[[ Material for this exercise open ]]

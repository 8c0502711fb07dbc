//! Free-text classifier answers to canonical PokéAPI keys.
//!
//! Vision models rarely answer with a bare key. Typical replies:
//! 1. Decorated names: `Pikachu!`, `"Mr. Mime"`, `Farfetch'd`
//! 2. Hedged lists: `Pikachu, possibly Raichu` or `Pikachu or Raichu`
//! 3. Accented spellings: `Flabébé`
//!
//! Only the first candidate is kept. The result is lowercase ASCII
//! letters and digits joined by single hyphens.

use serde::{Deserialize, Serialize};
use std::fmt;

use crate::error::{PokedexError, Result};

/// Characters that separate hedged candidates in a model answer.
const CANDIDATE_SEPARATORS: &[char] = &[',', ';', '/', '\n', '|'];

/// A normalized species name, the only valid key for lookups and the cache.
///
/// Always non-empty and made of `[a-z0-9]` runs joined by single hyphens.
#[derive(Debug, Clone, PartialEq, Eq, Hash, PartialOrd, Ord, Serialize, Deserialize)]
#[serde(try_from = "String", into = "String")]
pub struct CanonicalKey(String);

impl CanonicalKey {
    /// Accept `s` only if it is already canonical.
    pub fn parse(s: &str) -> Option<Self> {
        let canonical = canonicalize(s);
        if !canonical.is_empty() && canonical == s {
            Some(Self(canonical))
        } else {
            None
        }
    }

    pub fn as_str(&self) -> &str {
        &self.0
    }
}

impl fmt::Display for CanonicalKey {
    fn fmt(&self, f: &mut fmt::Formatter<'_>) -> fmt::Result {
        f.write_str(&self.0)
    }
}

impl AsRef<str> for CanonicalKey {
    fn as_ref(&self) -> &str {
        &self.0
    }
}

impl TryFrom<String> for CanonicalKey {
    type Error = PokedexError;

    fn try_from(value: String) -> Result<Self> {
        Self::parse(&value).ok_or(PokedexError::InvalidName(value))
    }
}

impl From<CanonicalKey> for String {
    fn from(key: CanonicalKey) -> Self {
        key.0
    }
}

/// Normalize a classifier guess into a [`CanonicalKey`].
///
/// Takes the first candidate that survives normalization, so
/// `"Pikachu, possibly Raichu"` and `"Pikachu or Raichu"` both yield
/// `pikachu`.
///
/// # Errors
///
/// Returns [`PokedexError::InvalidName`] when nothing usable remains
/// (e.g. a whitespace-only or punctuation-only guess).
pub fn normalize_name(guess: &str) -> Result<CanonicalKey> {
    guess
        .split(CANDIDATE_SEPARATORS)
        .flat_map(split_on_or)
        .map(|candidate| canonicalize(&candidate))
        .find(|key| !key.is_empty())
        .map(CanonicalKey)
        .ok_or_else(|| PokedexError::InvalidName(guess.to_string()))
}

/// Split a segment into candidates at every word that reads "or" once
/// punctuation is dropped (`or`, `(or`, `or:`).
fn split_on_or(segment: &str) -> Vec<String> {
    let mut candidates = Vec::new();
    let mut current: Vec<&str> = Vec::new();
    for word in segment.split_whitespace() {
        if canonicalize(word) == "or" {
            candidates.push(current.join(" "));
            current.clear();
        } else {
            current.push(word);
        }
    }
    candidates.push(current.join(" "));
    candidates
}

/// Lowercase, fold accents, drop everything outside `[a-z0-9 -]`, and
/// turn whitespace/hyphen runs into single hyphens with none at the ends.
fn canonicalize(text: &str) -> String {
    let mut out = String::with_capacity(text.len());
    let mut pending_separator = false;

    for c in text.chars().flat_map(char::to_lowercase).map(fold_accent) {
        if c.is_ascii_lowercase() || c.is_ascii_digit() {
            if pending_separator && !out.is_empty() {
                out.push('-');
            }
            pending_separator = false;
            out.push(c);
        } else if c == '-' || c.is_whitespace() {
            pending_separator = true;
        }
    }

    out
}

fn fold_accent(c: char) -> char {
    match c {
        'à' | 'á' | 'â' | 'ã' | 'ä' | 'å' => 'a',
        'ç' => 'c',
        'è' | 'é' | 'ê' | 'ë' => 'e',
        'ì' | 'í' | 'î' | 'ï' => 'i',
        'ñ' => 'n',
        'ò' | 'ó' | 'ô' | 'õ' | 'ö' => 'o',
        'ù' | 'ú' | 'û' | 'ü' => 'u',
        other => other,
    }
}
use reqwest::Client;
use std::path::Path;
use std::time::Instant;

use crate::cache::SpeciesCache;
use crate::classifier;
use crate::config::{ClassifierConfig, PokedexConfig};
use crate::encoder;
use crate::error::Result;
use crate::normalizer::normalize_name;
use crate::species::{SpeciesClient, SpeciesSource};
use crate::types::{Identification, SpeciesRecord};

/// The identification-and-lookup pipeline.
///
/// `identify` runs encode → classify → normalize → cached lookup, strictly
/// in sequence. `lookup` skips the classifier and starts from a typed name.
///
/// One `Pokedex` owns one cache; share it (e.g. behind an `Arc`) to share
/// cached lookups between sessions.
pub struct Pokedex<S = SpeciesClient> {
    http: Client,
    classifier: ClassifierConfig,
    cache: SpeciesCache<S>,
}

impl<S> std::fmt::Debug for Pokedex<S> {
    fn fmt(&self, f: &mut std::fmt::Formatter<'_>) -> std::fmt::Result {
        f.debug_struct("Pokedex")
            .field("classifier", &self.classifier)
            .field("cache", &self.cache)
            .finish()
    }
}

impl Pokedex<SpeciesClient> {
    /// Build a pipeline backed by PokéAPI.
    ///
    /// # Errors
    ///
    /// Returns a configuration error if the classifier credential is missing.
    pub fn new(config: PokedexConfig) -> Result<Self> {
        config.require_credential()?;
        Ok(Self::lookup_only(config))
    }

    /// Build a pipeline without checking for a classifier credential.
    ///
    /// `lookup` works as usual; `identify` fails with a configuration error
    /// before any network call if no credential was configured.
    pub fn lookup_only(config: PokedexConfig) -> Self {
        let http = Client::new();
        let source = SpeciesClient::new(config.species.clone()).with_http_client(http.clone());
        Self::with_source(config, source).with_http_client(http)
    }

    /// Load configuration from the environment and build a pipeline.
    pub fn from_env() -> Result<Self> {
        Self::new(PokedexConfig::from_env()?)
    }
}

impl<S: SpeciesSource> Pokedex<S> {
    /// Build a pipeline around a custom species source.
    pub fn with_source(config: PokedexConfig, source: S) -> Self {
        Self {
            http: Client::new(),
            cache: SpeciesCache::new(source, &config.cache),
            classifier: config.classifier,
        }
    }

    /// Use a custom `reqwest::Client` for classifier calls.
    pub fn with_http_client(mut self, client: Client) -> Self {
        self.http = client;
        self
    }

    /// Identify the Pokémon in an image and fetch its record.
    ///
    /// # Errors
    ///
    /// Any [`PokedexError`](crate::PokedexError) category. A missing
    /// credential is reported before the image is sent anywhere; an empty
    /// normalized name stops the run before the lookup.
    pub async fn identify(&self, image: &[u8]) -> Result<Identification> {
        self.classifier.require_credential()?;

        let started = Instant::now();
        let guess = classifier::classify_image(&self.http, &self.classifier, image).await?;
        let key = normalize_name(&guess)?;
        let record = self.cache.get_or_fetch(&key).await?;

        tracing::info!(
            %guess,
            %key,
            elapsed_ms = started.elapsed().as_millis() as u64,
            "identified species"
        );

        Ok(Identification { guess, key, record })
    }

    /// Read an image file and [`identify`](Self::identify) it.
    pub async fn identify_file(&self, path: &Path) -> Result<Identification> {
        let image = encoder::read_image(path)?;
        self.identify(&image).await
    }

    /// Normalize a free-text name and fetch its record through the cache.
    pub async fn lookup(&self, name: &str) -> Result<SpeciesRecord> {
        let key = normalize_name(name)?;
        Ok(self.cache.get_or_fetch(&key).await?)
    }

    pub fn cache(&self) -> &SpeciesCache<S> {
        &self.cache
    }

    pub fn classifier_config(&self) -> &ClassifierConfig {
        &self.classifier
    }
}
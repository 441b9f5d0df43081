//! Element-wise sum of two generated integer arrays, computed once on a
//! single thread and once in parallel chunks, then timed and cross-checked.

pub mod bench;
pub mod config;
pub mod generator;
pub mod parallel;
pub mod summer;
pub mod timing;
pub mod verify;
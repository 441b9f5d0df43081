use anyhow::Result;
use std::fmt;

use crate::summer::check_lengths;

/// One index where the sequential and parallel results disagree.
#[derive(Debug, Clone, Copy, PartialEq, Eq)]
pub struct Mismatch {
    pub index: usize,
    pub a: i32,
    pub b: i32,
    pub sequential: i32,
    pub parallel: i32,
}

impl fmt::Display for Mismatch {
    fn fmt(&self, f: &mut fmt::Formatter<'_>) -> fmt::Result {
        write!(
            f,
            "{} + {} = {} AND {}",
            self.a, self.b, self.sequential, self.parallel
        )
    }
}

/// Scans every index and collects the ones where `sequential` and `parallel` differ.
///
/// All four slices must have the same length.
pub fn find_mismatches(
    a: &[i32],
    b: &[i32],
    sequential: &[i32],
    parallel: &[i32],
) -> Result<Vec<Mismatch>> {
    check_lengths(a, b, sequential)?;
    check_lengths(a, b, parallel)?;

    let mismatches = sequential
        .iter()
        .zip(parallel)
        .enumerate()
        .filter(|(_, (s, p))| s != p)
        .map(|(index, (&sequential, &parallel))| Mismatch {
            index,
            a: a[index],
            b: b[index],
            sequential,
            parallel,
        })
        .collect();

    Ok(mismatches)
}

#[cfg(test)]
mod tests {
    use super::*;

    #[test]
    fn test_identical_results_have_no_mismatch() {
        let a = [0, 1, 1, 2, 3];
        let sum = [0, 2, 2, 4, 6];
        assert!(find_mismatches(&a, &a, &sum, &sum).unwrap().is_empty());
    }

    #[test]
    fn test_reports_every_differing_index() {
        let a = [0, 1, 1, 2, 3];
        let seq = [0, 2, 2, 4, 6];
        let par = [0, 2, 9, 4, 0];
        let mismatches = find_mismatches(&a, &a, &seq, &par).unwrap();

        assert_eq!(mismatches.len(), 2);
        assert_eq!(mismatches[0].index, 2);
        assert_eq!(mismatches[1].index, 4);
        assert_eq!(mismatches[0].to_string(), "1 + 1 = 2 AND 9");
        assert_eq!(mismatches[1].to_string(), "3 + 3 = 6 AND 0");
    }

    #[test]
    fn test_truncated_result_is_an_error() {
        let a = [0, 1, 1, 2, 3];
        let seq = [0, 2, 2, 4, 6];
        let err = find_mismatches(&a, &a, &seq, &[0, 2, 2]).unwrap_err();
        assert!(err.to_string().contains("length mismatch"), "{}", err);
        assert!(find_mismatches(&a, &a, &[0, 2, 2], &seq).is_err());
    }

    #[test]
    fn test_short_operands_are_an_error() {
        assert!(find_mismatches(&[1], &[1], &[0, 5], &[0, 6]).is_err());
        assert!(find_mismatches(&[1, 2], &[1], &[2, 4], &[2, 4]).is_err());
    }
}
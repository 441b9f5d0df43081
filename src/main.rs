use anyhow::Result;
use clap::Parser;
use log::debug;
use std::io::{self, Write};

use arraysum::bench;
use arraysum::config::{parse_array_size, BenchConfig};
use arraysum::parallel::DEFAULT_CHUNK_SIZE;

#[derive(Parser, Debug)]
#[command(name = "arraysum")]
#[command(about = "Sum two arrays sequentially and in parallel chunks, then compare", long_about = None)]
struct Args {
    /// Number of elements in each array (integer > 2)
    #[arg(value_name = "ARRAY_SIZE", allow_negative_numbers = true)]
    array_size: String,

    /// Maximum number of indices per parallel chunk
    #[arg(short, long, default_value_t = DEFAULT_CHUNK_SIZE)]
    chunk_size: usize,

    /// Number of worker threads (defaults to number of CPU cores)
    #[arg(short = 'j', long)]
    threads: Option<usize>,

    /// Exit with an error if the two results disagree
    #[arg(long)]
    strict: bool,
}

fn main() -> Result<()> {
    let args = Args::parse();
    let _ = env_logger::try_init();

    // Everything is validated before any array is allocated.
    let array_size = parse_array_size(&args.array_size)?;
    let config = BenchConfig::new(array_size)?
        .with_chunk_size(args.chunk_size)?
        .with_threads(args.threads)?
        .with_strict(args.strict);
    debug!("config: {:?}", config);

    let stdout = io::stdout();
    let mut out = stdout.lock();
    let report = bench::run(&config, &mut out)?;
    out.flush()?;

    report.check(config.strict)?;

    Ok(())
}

[[ Material for this exercise closed ]]

* _The problem_
The required output is a copy of each line in the records where the string "chunks" occurs.

* _Solution_
//! single thread and once in parallel chunks, then timed and cross-checked.
#[command(about = "Sum two arrays sequentially and in parallel chunks, then compare", long_about = None)]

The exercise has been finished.